TASK INPUT.
========
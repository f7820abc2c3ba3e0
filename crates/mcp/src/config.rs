use anyhow::{Context, Result};
use litcal_sdk::{LitcalClient, DEFAULT_BASE_URL, DEFAULT_TIMEOUT};
use serde::{Deserialize, Serialize};
use std::path::Path;
use std::time::Duration;
use tracing::{info, warn};

pub const ENV_API_BASE_URL: &str = "LITCAL_API_BASE_URL";
pub const ENV_DEFAULT_TIMEOUT: &str = "LITCAL_DEFAULT_TIMEOUT";

/// Runtime settings of the server.
///
/// Layered lowest to highest: built-in defaults, TOML file, environment,
/// command-line flags.
#[derive(Debug, Clone, PartialEq, Serialize, Deserialize)]
pub struct ServerConfig {
    #[serde(default = "default_api_base_url")]
    pub api_base_url: String,

    /// Seconds; anything below 1 falls back to the default.
    #[serde(default = "default_timeout_secs")]
    pub timeout_secs: i64,
}

fn default_api_base_url() -> String {
    DEFAULT_BASE_URL.to_string()
}

fn default_timeout_secs() -> i64 {
    DEFAULT_TIMEOUT.as_secs() as i64
}

impl Default for ServerConfig {
    fn default() -> Self {
        Self {
            api_base_url: default_api_base_url(),
            timeout_secs: default_timeout_secs(),
        }
    }
}

impl ServerConfig {
    /// Load the TOML file at `config_path`, or defaults when it does not exist.
    pub fn load(config_path: &Path) -> Result<Self> {
        let config: Self = if config_path.exists() {
            let content = std::fs::read_to_string(config_path)
                .with_context(|| format!("Failed to read {}", config_path.display()))?;
            toml::from_str(&content)
                .with_context(|| format!("Failed to parse {}", config_path.display()))?
        } else {
            info!(path = %config_path.display(), "Configuration file not found, using defaults");
            Self::default()
        };

        Ok(config.normalized())
    }

    /// Apply `LITCAL_API_BASE_URL` and `LITCAL_DEFAULT_TIMEOUT`.
    pub fn with_env(self) -> Self {
        self.with_env_from(|key| std::env::var(key).ok())
    }

    pub(crate) fn with_env_from(mut self, lookup: impl Fn(&str) -> Option<String>) -> Self {
        if let Some(url) = lookup(ENV_API_BASE_URL).filter(|u| !u.trim().is_empty()) {
            self.api_base_url = url.trim().to_string();
        }

        if let Some(raw) = lookup(ENV_DEFAULT_TIMEOUT) {
            match raw.trim().parse::<i64>() {
                Ok(secs) => self.timeout_secs = secs,
                Err(_) => {
                    warn!(value = %raw, "Invalid {}, using {}s", ENV_DEFAULT_TIMEOUT, default_timeout_secs());
                    self.timeout_secs = default_timeout_secs();
                }
            }
        }

        self.normalized()
    }

    /// Apply command-line overrides.
    pub fn with_overrides(mut self, api_base_url: Option<String>, timeout_secs: Option<i64>) -> Self {
        if let Some(url) = api_base_url {
            self.api_base_url = url;
        }
        if let Some(secs) = timeout_secs {
            self.timeout_secs = secs;
        }
        self.normalized()
    }

    fn normalized(mut self) -> Self {
        if self.timeout_secs <= 0 {
            warn!(
                timeout_secs = self.timeout_secs,
                "Timeout must be positive, using {}s",
                default_timeout_secs()
            );
            self.timeout_secs = default_timeout_secs();
        }
        self
    }

    pub fn timeout(&self) -> Duration {
        Duration::from_secs(self.timeout_secs.max(1) as u64)
    }

    /// Build the upstream client these settings describe.
    pub fn client(&self) -> Result<LitcalClient> {
        LitcalClient::builder()
            .base_url(self.api_base_url.as_str())
            .timeout(self.timeout())
            .build()
            .with_context(|| format!("Invalid API base URL: {}", self.api_base_url))
    }
}
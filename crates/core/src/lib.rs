// Core types and functionality for the Liturgical Calendar MCP server

pub mod error;
pub mod format;
pub mod listing;
pub mod types;
pub mod validation;

pub use error::{LitcalError, LitcalResult};
pub use listing::{CalendarListing, DiocesanCalendarInfo, NationalCalendarInfo};
pub use types::*;
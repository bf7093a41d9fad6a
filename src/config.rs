//! System configuration parameters
//!
//! All tunable parameters for the HVAC monitor. Values can be overridden
//! at runtime through the settings API and persisted via the config store.

use serde::{Deserialize, Serialize};

/// Core monitor configuration
#[derive(Debug, Clone, Serialize, Deserialize)]
pub struct MonitorConfig {
    // --- Sensing ---
    /// RMS current (A) above which a component counts as running
    pub amps_on_threshold: f32,
    /// CT clamp calibration ratio (turns ratio / burden)
    pub ct_calibration: f32,
    /// ADC conversions per RMS computation
    pub adc_samples: u32,
    /// Sampling cadence (milliseconds)
    pub sample_interval_ms: u32,

    // --- Alert thresholds ---
    /// Delta-T (degrees C) below which cooling counts as ineffective
    pub low_delta_t_threshold_c: f32,
    /// Seconds of accumulated low delta-T before alerting
    pub low_delta_t_duration_s: u32,
    /// Seconds of accumulated fan-on-without-airflow before alerting
    pub no_airflow_duration_s: u32,
    /// Seconds of accumulated probe disconnect before alerting
    pub temp_sensor_disconnected_duration_s: u32,

    // --- Publication ---
    /// Minimum spacing between MQTT reconnect attempts (milliseconds)
    pub mqtt_reconnect_interval_ms: u32,
}

impl Default for MonitorConfig {
    fn default() -> Self {
        Self {
            // Sensing
            amps_on_threshold: 0.5,
            ct_calibration: 60.606,
            adc_samples: 1480,
            sample_interval_ms: 5000, // 0.2 Hz

            // Alert thresholds
            low_delta_t_threshold_c: 2.0,
            low_delta_t_duration_s: 300,
            no_airflow_duration_s: 60,
            temp_sensor_disconnected_duration_s: 30,

            // Publication
            mqtt_reconnect_interval_ms: 5000,
        }
    }
}

impl MonitorConfig {
    /// Full-config range check, run by the config store before persisting.
    /// Invalid values are rejected, never silently clamped.
    pub fn validate(&self) -> Result<(), &'static str> {
        if !(0.05..=10.0).contains(&self.amps_on_threshold) {
            return Err("amps_on_threshold must be 0.05-10.0");
        }
        if !(1.0..=200.0).contains(&self.ct_calibration) {
            return Err("ct_calibration must be 1.0-200.0");
        }
        if !(100..=10_000).contains(&self.adc_samples) {
            return Err("adc_samples must be 100-10000");
        }
        if !(1000..=60_000).contains(&self.sample_interval_ms) {
            return Err("sample_interval_ms must be 1000-60000");
        }
        validate_delta_t_threshold(self.low_delta_t_threshold_c)?;
        validate_duration(self.low_delta_t_duration_s)?;
        validate_duration(self.no_airflow_duration_s)?;
        validate_duration(self.temp_sensor_disconnected_duration_s)?;
        if !(1000..=60_000).contains(&self.mqtt_reconnect_interval_ms) {
            return Err("mqtt_reconnect_interval_ms must be 1000-60000");
        }
        Ok(())
    }

    /// Validate and apply a partial settings update.
    ///
    /// All present fields are checked before any of them is applied, so a
    /// rejected patch leaves the configuration untouched.
    pub fn apply_patch(&mut self, patch: &SettingsPatch) -> Result<(), &'static str> {
        if let Some(v) = patch.low_delta_t_threshold_c {
            validate_delta_t_threshold(v)?;
        }
        if let Some(v) = patch.low_delta_t_duration_s {
            validate_duration(v)?;
        }
        if let Some(v) = patch.no_airflow_duration_s {
            validate_duration(v)?;
        }
        if let Some(v) = patch.temp_sensor_disconnected_duration_s {
            validate_duration(v)?;
        }

        if let Some(v) = patch.low_delta_t_threshold_c {
            self.low_delta_t_threshold_c = v;
        }
        if let Some(v) = patch.low_delta_t_duration_s {
            self.low_delta_t_duration_s = v;
        }
        if let Some(v) = patch.no_airflow_duration_s {
            self.no_airflow_duration_s = v;
        }
        if let Some(v) = patch.temp_sensor_disconnected_duration_s {
            self.temp_sensor_disconnected_duration_s = v;
        }
        Ok(())
    }
}

fn validate_delta_t_threshold(v: f32) -> Result<(), &'static str> {
    if (0.0..=20.0).contains(&v) {
        Ok(())
    } else {
        Err("delta-T threshold must be 0.0-20.0 degrees C")
    }
}

fn validate_duration(v: u32) -> Result<(), &'static str> {
    if (10..=3600).contains(&v) {
        Ok(())
    } else {
        Err("duration thresholds must be 10-3600 seconds")
    }
}

/// Partial settings update as submitted by the web settings endpoint.
/// Absent fields are left unchanged.
#[derive(Debug, Clone, Default, Deserialize)]
#[serde(rename_all = "camelCase", deny_unknown_fields)]
pub struct SettingsPatch {
    pub low_delta_t_threshold_c: Option<f32>,
    pub low_delta_t_duration_s: Option<u32>,
    pub no_airflow_duration_s: Option<u32>,
    pub temp_sensor_disconnected_duration_s: Option<u32>,
}
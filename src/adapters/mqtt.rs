//! MQTT publication adapter.
//!
//! Implements [`EventSink`] by serialising samples and window summaries
//! to JSON and publishing them under a topic root. Connection handling is
//! deliberately forgiving: when the broker is unreachable, payloads are
//! dropped with a paced warning and the monitor keeps running; reconnect
//! attempts are rate-limited so a dead link cannot stall the read cycle.
//!
//! The transport itself sits behind [`MqttTransport`], so the publisher
//! logic is host-testable with a mock; the ESP-IDF client lives at the
//! bottom of this file.

use log::{debug, warn};

use crate::app::events::AppEvent;
use crate::app::ports::EventSink;
use crate::error::CommsError;

use super::time::MonotonicClock;

// ───────────────────────────────────────────────────────────────
// Transport trait
// ───────────────────────────────────────────────────────────────

/// Minimal broker-facing surface the publisher needs.
pub trait MqttTransport {
    fn connected(&self) -> bool;

    /// Kick off a (re)connection attempt. Non-blocking; success shows up
    /// through `connected()` on a later call.
    fn connect(&mut self) -> Result<(), CommsError>;

    fn publish(&mut self, topic: &str, payload: &[u8]) -> Result<(), CommsError>;
}

// ───────────────────────────────────────────────────────────────
// Publisher
// ───────────────────────────────────────────────────────────────

/// Event sink publishing telemetry and summaries over MQTT.
pub struct MqttPublisher<T: MqttTransport> {
    transport: T,
    topic_root: String,
    firmware_version: &'static str,
    clock: MonotonicClock,
    reconnect_interval_ms: u64,
    last_connect_attempt_ms: Option<u64>,
}

impl<T: MqttTransport> MqttPublisher<T> {
    pub fn new(
        transport: T,
        topic_root: &str,
        firmware_version: &'static str,
        reconnect_interval_ms: u32,
    ) -> Self {
        Self {
            transport,
            topic_root: topic_root.to_owned(),
            firmware_version,
            clock: MonotonicClock::new(),
            reconnect_interval_ms: u64::from(reconnect_interval_ms),
            last_connect_attempt_ms: None,
        }
    }

    /// True when the underlying transport reports a live session.
    pub fn connected(&self) -> bool {
        self.transport.connected()
    }

    fn ensure_connected(&mut self) -> bool {
        if self.transport.connected() {
            return true;
        }
        let now = self.clock.uptime_ms();
        let due = match self.last_connect_attempt_ms {
            None => true,
            Some(last) => now.saturating_sub(last) >= self.reconnect_interval_ms,
        };
        if due {
            self.last_connect_attempt_ms = Some(now);
            debug!("[MQTT] attempting broker connection");
            if let Err(e) = self.transport.connect() {
                warn!("[MQTT] connect failed: {}", e);
            }
        }
        self.transport.connected()
    }

    fn publish_json(&mut self, subtopic: &str, value: &serde_json::Value) {
        if !self.ensure_connected() {
            debug!("[MQTT] not connected, dropping {} payload", subtopic);
            return;
        }

        let payload = match serde_json::to_vec(value) {
            Ok(p) => p,
            Err(e) => {
                warn!("[MQTT] JSON serialisation failed: {}", e);
                return;
            }
        };

        let topic = format!("{}/{}", self.topic_root, subtopic);
        if let Err(e) = self.transport.publish(&topic, &payload) {
            warn!("[MQTT] publish to {} failed: {}", topic, e);
        }
    }
}

impl<T: MqttTransport> EventSink for MqttPublisher<T> {
    fn emit(&mut self, event: &AppEvent) {
        match event {
            AppEvent::Sample(s) => {
                let value = crate::payload::sample_payload(s, self.firmware_version);
                self.publish_json("telemetry", &value);
            }
            AppEvent::Aggregate(a) => {
                let value = crate::payload::aggregate_payload(a, self.firmware_version);
                self.publish_json("aggregate", &value);
            }
            // Alert transitions are already carried inside every sample
            // payload; the log sink narrates the edges.
            AppEvent::AlertRaised(_) | AppEvent::AlertCleared | AppEvent::Started => {}
        }
    }
}

// ───────────────────────────────────────────────────────────────
// ESP-IDF transport
// ───────────────────────────────────────────────────────────────

#[cfg(target_os = "espidf")]
pub use esp_transport::EspMqttTransport;

#[cfg(target_os = "espidf")]
mod esp_transport {
    use core::sync::atomic::{AtomicBool, Ordering};
    use std::sync::Arc;

    use esp_idf_svc::mqtt::client::{EspMqttClient, EventPayload, MqttClientConfiguration, QoS};

    use super::MqttTransport;
    use crate::error::CommsError;

    /// Transport backed by the ESP-IDF MQTT client. The client reconnects
    /// on its own; `connect()` is therefore a no-op and the session state
    /// is tracked from the event callback.
    pub struct EspMqttTransport {
        client: EspMqttClient<'static>,
        connected: Arc<AtomicBool>,
    }

    impl EspMqttTransport {
        pub fn new(broker_url: &str, client_id: &str) -> Result<Self, esp_idf_svc::sys::EspError> {
            let connected = Arc::new(AtomicBool::new(false));
            let flag = connected.clone();

            let conf = MqttClientConfiguration {
                client_id: Some(client_id),
                ..Default::default()
            };

            let client = EspMqttClient::new_cb(broker_url, &conf, move |event| {
                match event.payload() {
                    EventPayload::Connected(_) => {
                        log::info!("[MQTT] connected");
                        flag.store(true, Ordering::Release);
                    }
                    EventPayload::Disconnected => {
                        log::warn!("[MQTT] disconnected");
                        flag.store(false, Ordering::Release);
                    }
                    _ => {}
                }
            })?;

            Ok(Self { client, connected })
        }
    }

    impl MqttTransport for EspMqttTransport {
        fn connected(&self) -> bool {
            self.connected.load(Ordering::Acquire)
        }

        fn connect(&mut self) -> Result<(), CommsError> {
            // The ESP-IDF client owns the reconnect loop.
            Ok(())
        }

        fn publish(&mut self, topic: &str, payload: &[u8]) -> Result<(), CommsError> {
            self.client
                .publish(topic, QoS::AtLeastOnce, false, payload)
                .map(|_| ())
                .map_err(|_| CommsError::MqttPublishFailed)
        }
    }
}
========
WHAT TO DO. Check every line of the entries for the string "update". Give only the number of lines that hold it.

RESPONSE BOX. 2